> _Task prompt_
For each line below that holds "filename", return the line as it stands.

> _Data shown_

• • • •

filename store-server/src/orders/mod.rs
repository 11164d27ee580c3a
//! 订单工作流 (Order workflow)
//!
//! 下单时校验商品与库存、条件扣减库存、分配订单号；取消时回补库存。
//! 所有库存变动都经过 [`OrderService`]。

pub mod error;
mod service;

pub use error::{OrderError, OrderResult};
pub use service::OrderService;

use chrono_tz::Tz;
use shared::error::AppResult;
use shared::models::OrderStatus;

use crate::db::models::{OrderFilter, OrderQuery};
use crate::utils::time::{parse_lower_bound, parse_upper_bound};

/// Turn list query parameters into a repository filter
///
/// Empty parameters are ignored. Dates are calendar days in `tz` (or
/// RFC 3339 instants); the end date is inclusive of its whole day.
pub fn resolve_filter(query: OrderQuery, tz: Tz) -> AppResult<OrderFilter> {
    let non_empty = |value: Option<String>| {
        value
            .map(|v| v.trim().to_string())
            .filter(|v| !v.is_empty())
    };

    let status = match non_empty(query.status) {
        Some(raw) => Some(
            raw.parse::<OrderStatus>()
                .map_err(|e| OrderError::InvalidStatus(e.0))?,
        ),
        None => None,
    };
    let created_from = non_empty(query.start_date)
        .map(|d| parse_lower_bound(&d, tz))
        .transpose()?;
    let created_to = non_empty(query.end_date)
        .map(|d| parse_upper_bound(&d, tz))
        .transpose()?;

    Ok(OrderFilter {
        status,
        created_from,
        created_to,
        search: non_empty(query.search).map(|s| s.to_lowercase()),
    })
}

• • • •

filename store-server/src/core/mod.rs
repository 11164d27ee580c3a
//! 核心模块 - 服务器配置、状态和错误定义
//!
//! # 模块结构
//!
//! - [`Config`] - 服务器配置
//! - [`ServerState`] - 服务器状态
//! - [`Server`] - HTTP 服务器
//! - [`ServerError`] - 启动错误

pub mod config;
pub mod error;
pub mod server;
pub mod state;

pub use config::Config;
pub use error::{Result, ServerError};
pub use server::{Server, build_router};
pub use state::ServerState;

• • • •

> _Written solution_
filename store-server/src/orders/mod.rs
filename store-server/src/core/mod.rs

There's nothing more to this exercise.